Essential Steps to Launching a Successful Water, Energy or Ag Tech Business

Updated: Jul 25, 2023

By Macy Myers: Starting a successful business is no easy task. We’re here to weigh in on what entrepreneurs can do to start and sustain a successful business with simple but effective implements. A sustainable business requires dedication, adaptability, and continuous learning! In this blog, we outline some basic steps and chime in with some of our amazing staff on more advanced steps to make your business successful.

Photo by Alexis Duncil

Sink or Swim

First things first, research the market. Conduct a thorough market analysis to identify the current landscape, market needs, and your potential competitors. Determine the demand for and viability of your product or service. In California, it’s essential to know what’s happening with water, including how legislation affects energy and tech. Subscribe to a wide variety of newsletters, journals and research surrounding the most relevant events in this space. You can also do this with energy and ag-tech-focused news outlets, so you can stay well informed on topics, issues and solutions that are emerging as well.

Developing unique and sustainable solutions that address specific challenges in the water, energy and ag-tech sectors should set you apart by offering new and innovative solutions to your target audience.

To define your target audience, you must have industry expertise. This is where you can acquire in-depth knowledge of the field to which your product or service applies. It’s essential to stay updated with the latest trends, technologies, and regulations. Build connections with industry experts and learn to collaborate. The Water, Energy and Technology (WET) Center offers a few programs that can help you do just that. Specifically, our Central Valley iHUB program helps connect industry leaders from various communities within the Central Valley.

No matter where you are located, it is crucial to create a solid business plan. Craft a comprehensive business plan that outlines your goals, target market, revenue streams, marketing strategies and financial projections. This plan will serve as your roadmap to success. Not sure how to put all that together? At the WET Center, we can help you do this via our Advising Services or your enrollment in our Valley Ventures accelerator program (to name a few!).

The Road to Success

The road to success with your business is fueled by adequate funding. Determine the funding required to support your business operations, research and development, and marketing efforts. Explore a range of funding options such as grants, investors, loans, or crowdfunding platforms. If possible, try not to put all your eggs in one basket. This article from the Small Business Administration outlines a few more tips when funding your business.

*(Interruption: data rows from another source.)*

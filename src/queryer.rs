//! Queryer: the capability to send one GraphQL request to one upstream service and get back a
//! decoded response (`spec.md` §4.6). The only seam tests exercise (`spec.md` §9), so it is a
//! plain trait object rather than anything generic.

use std::collections::HashMap;
use std::fmt;
use std::sync::Arc;

use async_trait::async_trait;
use serde_json::Value;

use crate::error::{GatewayError, UpstreamError};

/// One outbound sub-query, fully rendered and ready to send.
#[derive(Debug, Clone)]
pub struct QueryerInput {
    pub query: String,
    pub operation_name: Option<String>,
    pub variables: HashMap<String, Value>,
}

/// Mutates an outbound HTTP request before it leaves the process — chiefly for forwarding the
/// client's own headers upstream (`spec.md` §1's "only the hook to forward headers").
pub trait RequestMiddleware: Send + Sync {
    fn apply(&self, request: reqwest::RequestBuilder) -> reqwest::RequestBuilder;
}

/// A capability that can send one GraphQL request to one upstream service and return its decoded
/// `data` object. Implementations own exactly one upstream URL.
#[async_trait]
pub trait Queryer: Send + Sync {
    async fn query(&self, input: QueryerInput) -> Result<Value, GatewayError>;

    /// The URL this queryer is bound to, for error messages and `node(id:)` wrapping decisions.
    fn url(&self) -> &str;
}

impl fmt::Debug for dyn Queryer {
    fn fmt(&self, f: &mut fmt::Formatter<'_>) -> fmt::Result {
        write!(f, "Queryer({})", self.url())
    }
}

/// Constructs a [`Queryer`] bound to a given upstream URL. The default factory produces
/// [`NetworkQueryer`]s; `GatewayOptions` may override it so tests (or callers with special
/// transport needs) can swap in [`FunctionQueryer`]/[`MockQueryer`] instead.
pub type QueryerFactory = Arc<dyn Fn(&str) -> Arc<dyn Queryer> + Send + Sync>;

/// Sends sub-queries over HTTP with `reqwest`, applying every registered request middleware in
/// order before the request leaves the process.
pub struct NetworkQueryer {
    url: String,
    client: reqwest::Client,
    request_middlewares: Vec<Arc<dyn RequestMiddleware>>,
}

impl NetworkQueryer {
    pub fn new(url: impl Into<String>, client: reqwest::Client) -> Self {
        Self {
            url: url.into(),
            client,
            request_middlewares: Vec::new(),
        }
    }

    pub fn with_middlewares(
        url: impl Into<String>,
        client: reqwest::Client,
        request_middlewares: Vec<Arc<dyn RequestMiddleware>>,
    ) -> Self {
        Self {
            url: url.into(),
            client,
            request_middlewares,
        }
    }
}

#[derive(Debug, serde::Serialize)]
struct OutboundBody<'a> {
    query: &'a str,
    #[serde(skip_serializing_if = "Option::is_none")]
    #[serde(rename = "operationName")]
    operation_name: Option<&'a str>,
    variables: &'a HashMap<String, Value>,
}

#[derive(Debug, serde::Deserialize)]
struct InboundBody {
    #[serde(default)]
    data: Option<Value>,
    #[serde(default)]
    errors: Vec<UpstreamError>,
}

#[async_trait]
impl Queryer for NetworkQueryer {
    async fn query(&self, input: QueryerInput) -> Result<Value, GatewayError> {
        let body = OutboundBody {
            query: &input.query,
            operation_name: input.operation_name.as_deref(),
            variables: &input.variables,
        };

        let mut request = self
            .client
            .post(&self.url)
            .header("content-type", "application/json")
            .json(&body);
        for middleware in &self.request_middlewares {
            request = middleware.apply(request);
        }

        let response = request.send().await.map_err(|source| {
            tracing::warn!(url = %self.url, error = %source, "upstream request failed");
            GatewayError::UpstreamTransport {
                url: self.url.clone(),
                source: Box::new(source),
            }
        })?;

        let body: InboundBody = response.json().await.map_err(|source| {
            GatewayError::UpstreamTransport {
                url: self.url.clone(),
                source: Box::new(source),
            }
        })?;

        if !body.errors.is_empty() {
            return Err(GatewayError::UpstreamErrors {
                url: self.url.clone(),
                errors: body.errors,
            });
        }

        Ok(body.data.unwrap_or(Value::Null))
    }

    fn url(&self) -> &str {
        &self.url
    }
}

/// A deterministic test double that delegates to a closure. Useful when a test needs to assert on
/// the exact rendered query/variables a step sent.
pub struct FunctionQueryer<F> {
    url: String,
    f: F,
}

impl<F> FunctionQueryer<F>
where
    F: Fn(QueryerInput) -> Result<Value, GatewayError> + Send + Sync,
{
    pub fn new(url: impl Into<String>, f: F) -> Self {
        Self { url: url.into(), f }
    }
}

#[async_trait]
impl<F> Queryer for FunctionQueryer<F>
where
    F: Fn(QueryerInput) -> Result<Value, GatewayError> + Send + Sync,
{
    async fn query(&self, input: QueryerInput) -> Result<Value, GatewayError> {
        (self.f)(input)
    }

    fn url(&self) -> &str {
        &self.url
    }
}

/// A deterministic test double that always returns the same canned response, regardless of the
/// query sent. Handy for tests that only care about plan shape, not response content.
pub struct MockQueryer {
    url: String,
    response: Value,
}

impl MockQueryer {
    pub fn new(url: impl Into<String>, response: Value) -> Self {
        Self {
            url: url.into(),
            response,
        }
    }
}

#[async_trait]
impl Queryer for MockQueryer {
    async fn query(&self, _input: QueryerInput) -> Result<Value, GatewayError> {
        Ok(self.response.clone())
    }

    fn url(&self) -> &str {
        &self.url
    }
}

#[cfg(test)]
mod tests {
    use super::*;

    #[tokio::test]
    async fn function_queryer_delegates_to_closure() {
        let queryer = FunctionQueryer::new("http://a", |input| {
            assert_eq!(input.query, "{ foo }");
            Ok(serde_json::json!({"foo": true}))
        });
        let result = queryer
            .query(QueryerInput {
                query: "{ foo }".to_string(),
                operation_name: None,
                variables: HashMap::new(),
            })
            .await
            .unwrap();
        assert_eq!(result, serde_json::json!({"foo": true}));
    }

    #[tokio::test]
    async fn mock_queryer_ignores_input() {
        let queryer = MockQueryer::new("http://a", serde_json::json!({"ok": true}));
        let result = queryer
            .query(QueryerInput {
                query: "whatever".to_string(),
                operation_name: None,
                variables: HashMap::new(),
            })
            .await
            .unwrap();
        assert_eq!(result, serde_json::json!({"ok": true}));
    }
}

Decide who your passengers should be. Fostering partnerships and collaborations can help you develop strategies with relevant stakeholders, organizations, research institutions, industry leaders, and more. Locally, The Central Valley Community Foundation helps to provide capital and communities. Collaborating with others can provide valuable resources, expertise, and expanded market reach to help you play key roles in your community and beyond.

Understand regulatory compliance: familiarize yourself with the legal and regulatory requirements specific to the water, energy or ag tech sectors. Ensure your business complies with environmental, safety, and licensing regulations.

Plan for scalability and sustainability: design your business model with scalability and long-term sustainability in mind. Anticipate growth opportunities and consider the environmental impact of your operations. Part of scaling up in today’s market is understanding relevant technology. Read suggestions on the 5 must-have technologies for a brand-new business.

While growing, create a compelling brand identity that resonates with your target audience. Implement effective marketing strategies to raise awareness and differentiate your business from competitors. Part of your effect is presence in the online game. Here are 5 options for getting your business online.

Understanding your competition is necessary, but your primary focus should be on customer satisfaction. Understand your customers' needs, challenges, and pain points. Provide exceptional customer service, actively seek feedback, and continuously improve your products or services based on customer insights.

Starting a successful business is no easy task. As you climb the ladder, here are a few things to consider in our Q&A with Benjamin Francis.

Q&A with Benjamin Francis, Growth Operating Partner at the WET Center

Q: What are a few different successful revenue models you have seen startups pursue?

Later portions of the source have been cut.